# [TASK GOAL]
Please return every line from the entries that has the string "least" in it.

━━━ PROVIDED RECORDS

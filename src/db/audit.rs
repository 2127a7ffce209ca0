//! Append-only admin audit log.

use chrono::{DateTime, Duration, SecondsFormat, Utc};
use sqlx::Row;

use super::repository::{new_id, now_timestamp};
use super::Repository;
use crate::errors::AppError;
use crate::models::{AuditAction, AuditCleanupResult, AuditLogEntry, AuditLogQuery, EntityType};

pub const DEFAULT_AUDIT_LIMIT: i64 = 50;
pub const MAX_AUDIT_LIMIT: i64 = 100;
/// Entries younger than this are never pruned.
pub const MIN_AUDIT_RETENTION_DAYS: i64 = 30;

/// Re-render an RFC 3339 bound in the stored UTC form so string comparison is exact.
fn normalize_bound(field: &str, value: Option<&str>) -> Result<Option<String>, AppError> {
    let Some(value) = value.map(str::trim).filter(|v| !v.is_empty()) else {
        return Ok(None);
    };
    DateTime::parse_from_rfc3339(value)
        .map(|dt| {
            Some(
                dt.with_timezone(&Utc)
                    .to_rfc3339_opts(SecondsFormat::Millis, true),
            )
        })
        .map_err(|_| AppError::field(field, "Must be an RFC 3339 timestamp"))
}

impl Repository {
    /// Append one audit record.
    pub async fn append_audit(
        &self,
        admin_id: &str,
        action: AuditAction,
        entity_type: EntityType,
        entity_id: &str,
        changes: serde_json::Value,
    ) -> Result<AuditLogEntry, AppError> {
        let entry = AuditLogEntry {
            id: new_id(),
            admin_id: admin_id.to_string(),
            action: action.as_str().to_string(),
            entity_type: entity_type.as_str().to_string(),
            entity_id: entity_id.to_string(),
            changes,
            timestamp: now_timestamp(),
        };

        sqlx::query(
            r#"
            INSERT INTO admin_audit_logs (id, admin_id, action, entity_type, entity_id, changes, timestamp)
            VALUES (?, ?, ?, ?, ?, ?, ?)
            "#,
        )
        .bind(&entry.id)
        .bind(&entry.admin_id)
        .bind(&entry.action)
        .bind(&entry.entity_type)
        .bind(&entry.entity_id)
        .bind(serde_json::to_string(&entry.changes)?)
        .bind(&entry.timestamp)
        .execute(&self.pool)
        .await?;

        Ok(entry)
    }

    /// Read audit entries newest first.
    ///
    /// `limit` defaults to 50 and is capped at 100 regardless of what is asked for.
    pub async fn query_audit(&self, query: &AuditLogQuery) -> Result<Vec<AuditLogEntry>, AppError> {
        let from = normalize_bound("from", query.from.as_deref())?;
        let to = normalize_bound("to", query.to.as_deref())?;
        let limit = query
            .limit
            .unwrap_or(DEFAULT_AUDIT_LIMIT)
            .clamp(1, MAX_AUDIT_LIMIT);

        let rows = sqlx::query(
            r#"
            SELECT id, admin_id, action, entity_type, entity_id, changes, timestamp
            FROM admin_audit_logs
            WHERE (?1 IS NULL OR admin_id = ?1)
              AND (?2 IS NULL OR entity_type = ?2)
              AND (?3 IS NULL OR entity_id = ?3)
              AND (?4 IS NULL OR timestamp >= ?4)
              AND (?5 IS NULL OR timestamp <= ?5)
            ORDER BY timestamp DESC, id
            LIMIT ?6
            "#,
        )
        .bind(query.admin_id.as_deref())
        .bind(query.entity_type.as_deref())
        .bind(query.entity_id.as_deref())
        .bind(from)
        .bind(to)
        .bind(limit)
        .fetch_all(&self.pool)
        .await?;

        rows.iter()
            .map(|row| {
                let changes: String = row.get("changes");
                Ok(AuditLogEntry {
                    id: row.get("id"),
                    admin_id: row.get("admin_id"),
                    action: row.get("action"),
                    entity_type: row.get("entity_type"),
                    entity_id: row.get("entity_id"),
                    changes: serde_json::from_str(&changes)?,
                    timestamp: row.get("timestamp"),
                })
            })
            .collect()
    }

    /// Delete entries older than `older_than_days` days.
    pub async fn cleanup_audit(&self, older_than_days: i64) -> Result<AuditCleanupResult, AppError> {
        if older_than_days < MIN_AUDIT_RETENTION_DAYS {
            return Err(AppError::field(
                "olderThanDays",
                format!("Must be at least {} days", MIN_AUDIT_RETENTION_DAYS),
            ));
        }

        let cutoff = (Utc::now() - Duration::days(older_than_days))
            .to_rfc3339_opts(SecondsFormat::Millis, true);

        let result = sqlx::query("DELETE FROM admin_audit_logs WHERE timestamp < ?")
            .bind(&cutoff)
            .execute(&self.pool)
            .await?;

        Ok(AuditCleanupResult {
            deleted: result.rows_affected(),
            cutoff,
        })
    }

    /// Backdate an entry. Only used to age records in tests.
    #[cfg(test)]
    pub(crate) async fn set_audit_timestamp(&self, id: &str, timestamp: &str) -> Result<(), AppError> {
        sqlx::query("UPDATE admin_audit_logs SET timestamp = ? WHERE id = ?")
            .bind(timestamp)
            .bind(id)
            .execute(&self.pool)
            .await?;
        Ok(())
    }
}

━━━━━━
━━━ PROVIDED RECORDS

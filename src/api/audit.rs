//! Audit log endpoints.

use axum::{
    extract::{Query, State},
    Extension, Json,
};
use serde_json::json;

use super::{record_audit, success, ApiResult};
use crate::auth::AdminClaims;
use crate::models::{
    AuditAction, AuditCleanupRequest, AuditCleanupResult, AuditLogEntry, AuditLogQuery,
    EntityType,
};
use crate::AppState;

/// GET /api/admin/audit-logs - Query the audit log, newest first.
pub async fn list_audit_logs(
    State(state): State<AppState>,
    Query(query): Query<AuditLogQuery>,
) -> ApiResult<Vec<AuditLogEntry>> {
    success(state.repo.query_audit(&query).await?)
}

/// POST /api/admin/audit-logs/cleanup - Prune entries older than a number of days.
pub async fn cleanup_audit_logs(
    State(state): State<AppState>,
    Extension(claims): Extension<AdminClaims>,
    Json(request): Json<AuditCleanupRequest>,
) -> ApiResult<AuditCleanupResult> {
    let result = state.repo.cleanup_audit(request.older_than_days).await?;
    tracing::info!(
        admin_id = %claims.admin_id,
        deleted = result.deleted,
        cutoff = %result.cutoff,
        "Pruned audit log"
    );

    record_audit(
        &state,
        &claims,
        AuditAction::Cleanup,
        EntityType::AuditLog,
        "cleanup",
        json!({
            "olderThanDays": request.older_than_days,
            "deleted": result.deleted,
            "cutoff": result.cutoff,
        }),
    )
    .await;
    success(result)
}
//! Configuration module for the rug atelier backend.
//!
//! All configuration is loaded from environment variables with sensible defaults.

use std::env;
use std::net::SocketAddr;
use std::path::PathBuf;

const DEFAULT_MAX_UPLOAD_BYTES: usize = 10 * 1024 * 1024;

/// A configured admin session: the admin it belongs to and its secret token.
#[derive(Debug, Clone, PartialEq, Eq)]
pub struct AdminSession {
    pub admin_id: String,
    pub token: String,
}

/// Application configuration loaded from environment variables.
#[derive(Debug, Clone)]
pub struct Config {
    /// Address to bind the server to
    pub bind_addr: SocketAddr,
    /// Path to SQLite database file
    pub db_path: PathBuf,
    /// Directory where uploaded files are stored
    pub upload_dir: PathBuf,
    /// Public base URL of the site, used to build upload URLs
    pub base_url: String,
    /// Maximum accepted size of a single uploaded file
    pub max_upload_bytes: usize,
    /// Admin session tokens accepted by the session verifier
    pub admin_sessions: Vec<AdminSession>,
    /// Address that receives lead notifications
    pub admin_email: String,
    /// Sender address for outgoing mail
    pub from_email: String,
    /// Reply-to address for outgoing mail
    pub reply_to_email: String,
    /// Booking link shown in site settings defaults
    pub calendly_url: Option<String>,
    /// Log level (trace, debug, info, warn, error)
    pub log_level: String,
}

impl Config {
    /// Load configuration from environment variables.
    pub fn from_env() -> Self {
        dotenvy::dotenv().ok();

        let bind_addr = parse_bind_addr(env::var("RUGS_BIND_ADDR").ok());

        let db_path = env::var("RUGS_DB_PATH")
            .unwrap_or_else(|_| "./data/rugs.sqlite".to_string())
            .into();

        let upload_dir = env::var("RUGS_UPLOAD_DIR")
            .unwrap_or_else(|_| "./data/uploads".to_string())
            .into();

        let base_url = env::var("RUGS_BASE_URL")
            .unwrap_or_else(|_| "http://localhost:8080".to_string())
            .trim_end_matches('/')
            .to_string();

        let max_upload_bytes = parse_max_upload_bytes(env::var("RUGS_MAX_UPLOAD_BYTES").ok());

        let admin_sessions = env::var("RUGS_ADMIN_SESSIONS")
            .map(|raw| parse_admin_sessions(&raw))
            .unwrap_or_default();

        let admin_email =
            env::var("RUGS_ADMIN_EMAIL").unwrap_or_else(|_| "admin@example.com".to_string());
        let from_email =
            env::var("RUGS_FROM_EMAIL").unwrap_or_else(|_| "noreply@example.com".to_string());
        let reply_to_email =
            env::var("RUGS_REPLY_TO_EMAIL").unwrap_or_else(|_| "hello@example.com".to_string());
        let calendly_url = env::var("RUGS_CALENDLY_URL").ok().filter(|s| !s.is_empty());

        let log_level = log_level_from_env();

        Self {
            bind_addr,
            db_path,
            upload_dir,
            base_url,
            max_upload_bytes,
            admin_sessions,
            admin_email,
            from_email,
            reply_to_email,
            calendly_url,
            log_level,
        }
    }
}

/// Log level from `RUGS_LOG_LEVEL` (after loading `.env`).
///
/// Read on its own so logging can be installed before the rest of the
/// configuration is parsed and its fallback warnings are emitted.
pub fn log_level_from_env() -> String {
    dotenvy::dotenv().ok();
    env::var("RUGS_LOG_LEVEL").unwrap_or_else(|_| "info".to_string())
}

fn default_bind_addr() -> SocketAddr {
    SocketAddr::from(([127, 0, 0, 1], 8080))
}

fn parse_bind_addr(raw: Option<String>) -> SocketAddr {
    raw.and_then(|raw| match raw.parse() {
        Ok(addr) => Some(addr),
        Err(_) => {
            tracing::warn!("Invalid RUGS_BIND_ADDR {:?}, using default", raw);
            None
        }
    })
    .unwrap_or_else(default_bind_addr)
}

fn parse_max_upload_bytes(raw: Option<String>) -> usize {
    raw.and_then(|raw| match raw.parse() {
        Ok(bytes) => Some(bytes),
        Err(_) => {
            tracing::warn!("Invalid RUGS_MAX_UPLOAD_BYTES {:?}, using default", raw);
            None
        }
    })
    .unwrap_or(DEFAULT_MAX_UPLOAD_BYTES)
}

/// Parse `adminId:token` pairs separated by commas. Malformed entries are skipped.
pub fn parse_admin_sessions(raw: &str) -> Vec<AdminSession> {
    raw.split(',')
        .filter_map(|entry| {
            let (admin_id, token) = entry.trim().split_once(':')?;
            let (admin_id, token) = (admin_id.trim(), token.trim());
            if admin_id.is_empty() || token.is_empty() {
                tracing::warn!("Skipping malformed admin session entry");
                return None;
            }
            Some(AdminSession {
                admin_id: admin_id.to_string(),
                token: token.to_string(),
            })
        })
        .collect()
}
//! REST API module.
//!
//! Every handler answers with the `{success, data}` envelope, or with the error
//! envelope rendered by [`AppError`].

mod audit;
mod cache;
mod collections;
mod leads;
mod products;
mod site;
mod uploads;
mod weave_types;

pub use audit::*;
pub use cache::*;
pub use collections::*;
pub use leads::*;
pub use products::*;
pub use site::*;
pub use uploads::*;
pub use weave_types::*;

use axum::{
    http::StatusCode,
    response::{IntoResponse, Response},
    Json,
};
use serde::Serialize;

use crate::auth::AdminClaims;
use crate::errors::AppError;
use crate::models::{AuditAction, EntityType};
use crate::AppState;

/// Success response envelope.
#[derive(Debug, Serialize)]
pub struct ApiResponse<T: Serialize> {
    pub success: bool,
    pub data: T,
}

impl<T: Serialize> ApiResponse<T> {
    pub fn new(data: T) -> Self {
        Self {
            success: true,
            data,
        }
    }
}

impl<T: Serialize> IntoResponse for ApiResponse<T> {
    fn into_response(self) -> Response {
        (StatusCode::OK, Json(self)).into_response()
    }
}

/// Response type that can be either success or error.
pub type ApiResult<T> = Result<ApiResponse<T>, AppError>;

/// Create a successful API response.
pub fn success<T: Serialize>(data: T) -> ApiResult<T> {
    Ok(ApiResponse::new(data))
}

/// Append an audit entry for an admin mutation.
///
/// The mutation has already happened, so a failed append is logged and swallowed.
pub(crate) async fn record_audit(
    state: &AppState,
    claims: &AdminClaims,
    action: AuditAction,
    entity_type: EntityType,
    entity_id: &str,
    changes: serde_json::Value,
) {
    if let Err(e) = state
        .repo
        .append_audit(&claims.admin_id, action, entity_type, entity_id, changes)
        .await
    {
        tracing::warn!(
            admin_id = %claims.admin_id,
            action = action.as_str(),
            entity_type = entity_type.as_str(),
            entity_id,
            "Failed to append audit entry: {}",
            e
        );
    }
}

━━━━━━
━━━ PROVIDED RECORDS

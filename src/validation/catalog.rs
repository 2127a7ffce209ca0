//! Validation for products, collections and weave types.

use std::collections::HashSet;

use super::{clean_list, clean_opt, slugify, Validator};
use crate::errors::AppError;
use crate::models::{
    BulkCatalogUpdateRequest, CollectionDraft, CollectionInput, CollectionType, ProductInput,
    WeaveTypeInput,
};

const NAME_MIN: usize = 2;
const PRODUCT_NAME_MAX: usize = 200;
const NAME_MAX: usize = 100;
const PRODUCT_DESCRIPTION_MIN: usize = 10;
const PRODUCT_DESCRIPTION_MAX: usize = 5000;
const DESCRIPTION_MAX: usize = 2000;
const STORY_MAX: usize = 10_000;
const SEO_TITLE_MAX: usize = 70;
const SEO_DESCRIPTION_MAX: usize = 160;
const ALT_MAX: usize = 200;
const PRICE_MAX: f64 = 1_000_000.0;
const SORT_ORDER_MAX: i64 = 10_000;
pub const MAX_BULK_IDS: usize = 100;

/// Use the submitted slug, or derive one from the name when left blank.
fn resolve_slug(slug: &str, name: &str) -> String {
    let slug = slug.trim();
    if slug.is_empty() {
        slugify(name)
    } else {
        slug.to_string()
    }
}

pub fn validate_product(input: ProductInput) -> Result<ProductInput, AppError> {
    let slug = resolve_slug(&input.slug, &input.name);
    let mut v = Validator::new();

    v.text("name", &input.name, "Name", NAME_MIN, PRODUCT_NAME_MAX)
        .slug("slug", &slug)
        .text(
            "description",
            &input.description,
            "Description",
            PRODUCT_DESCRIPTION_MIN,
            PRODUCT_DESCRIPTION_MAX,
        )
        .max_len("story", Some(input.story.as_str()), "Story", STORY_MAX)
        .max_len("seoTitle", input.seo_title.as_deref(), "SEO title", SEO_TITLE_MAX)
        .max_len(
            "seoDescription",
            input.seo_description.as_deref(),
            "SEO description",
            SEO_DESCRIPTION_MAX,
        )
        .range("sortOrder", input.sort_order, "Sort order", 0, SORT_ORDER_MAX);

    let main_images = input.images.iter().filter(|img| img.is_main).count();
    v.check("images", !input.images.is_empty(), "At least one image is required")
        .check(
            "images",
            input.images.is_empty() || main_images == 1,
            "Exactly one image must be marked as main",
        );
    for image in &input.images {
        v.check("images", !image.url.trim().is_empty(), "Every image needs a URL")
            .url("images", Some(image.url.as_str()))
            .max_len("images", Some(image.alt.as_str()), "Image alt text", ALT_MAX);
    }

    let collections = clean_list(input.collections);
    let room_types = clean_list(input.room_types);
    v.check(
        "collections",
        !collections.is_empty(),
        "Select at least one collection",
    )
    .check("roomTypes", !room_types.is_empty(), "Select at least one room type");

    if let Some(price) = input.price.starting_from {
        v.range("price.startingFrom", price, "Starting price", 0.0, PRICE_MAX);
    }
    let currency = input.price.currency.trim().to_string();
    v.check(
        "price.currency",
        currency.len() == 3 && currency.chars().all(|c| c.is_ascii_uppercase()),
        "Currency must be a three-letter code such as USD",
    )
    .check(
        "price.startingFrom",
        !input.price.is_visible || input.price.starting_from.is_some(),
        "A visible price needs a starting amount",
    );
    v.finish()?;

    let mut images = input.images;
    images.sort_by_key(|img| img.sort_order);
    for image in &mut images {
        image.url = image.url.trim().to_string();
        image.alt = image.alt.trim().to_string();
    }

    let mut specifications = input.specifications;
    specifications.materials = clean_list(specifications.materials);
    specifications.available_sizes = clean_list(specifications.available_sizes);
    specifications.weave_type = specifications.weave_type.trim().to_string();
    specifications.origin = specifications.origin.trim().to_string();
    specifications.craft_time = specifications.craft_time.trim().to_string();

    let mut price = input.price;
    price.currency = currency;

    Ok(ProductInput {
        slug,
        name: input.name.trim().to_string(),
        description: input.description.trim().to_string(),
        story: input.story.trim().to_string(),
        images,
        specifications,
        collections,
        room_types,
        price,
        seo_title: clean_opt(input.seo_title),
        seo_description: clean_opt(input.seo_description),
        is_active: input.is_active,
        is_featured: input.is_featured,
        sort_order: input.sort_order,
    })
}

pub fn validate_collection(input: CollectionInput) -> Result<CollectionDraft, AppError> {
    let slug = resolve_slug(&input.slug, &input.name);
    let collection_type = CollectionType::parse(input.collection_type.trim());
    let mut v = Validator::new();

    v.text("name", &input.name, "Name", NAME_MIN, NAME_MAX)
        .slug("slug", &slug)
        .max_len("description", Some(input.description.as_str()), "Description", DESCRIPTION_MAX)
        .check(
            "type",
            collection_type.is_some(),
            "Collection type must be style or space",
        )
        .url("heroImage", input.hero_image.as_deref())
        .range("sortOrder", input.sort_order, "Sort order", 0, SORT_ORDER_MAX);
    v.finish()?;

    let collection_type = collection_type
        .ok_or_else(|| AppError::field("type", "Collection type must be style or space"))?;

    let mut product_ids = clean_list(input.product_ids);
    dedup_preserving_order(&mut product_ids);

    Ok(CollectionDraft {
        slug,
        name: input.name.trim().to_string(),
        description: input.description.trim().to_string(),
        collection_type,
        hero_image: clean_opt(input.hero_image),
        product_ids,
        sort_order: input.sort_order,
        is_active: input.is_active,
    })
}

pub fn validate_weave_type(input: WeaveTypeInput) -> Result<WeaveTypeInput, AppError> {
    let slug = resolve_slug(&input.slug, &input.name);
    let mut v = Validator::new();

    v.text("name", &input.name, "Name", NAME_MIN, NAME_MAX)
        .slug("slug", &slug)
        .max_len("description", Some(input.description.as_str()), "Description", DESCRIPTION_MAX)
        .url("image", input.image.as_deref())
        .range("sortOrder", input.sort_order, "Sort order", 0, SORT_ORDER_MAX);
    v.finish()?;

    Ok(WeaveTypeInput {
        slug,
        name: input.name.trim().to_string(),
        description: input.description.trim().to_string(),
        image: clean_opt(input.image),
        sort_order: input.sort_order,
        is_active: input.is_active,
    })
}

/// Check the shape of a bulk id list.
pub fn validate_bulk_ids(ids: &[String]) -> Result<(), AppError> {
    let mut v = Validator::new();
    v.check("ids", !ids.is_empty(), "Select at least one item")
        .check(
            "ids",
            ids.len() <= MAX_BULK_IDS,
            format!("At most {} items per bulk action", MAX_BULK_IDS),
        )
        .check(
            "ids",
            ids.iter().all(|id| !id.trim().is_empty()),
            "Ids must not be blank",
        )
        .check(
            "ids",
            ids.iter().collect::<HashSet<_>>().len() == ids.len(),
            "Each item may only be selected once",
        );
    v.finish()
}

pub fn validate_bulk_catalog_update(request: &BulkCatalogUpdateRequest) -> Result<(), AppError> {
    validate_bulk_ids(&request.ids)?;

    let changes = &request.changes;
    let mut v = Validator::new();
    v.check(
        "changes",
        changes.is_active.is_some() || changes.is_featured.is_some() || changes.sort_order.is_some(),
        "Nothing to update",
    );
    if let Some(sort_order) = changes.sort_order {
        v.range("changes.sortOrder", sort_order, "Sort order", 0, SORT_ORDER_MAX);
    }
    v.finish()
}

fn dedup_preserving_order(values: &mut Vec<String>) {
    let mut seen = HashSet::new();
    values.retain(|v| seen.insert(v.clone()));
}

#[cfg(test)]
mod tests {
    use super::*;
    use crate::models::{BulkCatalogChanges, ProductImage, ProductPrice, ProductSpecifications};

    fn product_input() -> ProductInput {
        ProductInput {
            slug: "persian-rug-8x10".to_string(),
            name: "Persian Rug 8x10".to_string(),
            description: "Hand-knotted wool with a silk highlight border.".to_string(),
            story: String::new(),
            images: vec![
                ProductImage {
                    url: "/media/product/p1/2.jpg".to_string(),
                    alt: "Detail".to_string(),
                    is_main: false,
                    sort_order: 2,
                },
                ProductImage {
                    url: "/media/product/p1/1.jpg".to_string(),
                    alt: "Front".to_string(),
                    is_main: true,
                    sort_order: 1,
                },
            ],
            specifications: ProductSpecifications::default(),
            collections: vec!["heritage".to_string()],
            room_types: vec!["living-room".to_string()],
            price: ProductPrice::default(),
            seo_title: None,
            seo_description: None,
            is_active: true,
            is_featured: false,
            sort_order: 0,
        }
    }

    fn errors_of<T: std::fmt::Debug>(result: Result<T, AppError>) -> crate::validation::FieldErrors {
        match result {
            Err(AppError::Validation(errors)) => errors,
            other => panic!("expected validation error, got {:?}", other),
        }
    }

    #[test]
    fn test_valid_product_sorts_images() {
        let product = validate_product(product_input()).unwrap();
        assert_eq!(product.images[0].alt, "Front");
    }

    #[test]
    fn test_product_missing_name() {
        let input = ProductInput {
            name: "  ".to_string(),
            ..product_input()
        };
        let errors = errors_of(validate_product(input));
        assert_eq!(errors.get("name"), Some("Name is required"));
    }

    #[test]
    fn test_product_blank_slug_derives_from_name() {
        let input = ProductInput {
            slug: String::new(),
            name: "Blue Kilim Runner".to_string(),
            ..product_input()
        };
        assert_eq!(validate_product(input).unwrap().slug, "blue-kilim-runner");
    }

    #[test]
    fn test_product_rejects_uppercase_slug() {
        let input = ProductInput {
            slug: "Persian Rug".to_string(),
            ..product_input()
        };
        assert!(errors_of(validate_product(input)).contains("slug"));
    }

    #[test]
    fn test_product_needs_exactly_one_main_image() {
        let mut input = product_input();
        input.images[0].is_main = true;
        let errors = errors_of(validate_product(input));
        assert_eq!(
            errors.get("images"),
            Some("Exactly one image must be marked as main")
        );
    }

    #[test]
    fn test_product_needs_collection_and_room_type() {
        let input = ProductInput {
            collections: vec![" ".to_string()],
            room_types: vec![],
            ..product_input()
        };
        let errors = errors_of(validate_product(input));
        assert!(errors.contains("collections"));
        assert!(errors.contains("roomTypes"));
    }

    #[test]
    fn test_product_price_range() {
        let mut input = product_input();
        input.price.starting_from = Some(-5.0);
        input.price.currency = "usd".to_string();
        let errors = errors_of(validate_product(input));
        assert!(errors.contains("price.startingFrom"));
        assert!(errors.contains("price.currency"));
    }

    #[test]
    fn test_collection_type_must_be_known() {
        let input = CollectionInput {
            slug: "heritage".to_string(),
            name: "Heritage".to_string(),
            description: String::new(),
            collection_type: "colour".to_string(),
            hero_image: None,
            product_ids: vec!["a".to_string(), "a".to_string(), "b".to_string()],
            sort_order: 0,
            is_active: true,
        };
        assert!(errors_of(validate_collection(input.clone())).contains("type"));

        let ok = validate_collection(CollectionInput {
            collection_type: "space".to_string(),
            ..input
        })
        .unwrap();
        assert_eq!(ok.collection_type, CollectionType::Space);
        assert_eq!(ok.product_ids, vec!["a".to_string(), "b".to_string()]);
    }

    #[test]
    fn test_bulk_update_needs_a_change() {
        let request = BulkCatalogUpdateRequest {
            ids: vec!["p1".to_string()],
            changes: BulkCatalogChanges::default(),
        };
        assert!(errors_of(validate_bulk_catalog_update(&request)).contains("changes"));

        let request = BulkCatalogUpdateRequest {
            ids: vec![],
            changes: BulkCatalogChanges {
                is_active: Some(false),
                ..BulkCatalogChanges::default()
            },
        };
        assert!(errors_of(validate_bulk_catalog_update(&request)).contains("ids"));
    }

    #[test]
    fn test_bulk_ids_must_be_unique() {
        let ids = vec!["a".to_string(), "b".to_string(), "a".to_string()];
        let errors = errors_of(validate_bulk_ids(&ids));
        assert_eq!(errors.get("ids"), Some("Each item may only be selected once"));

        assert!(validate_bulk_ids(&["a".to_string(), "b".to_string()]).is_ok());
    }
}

━━━━━━

# [RESPONSE BELOW]
                format!("Must be at least {} days", MIN_AUDIT_RETENTION_DAYS),
    v.check("images", !input.images.is_empty(), "At least one image is required")
        "Select at least one collection",
    .check("roomTypes", !room_types.is_empty(), "Select at least one room type");
    v.check("ids", !ids.is_empty(), "Select at least one item")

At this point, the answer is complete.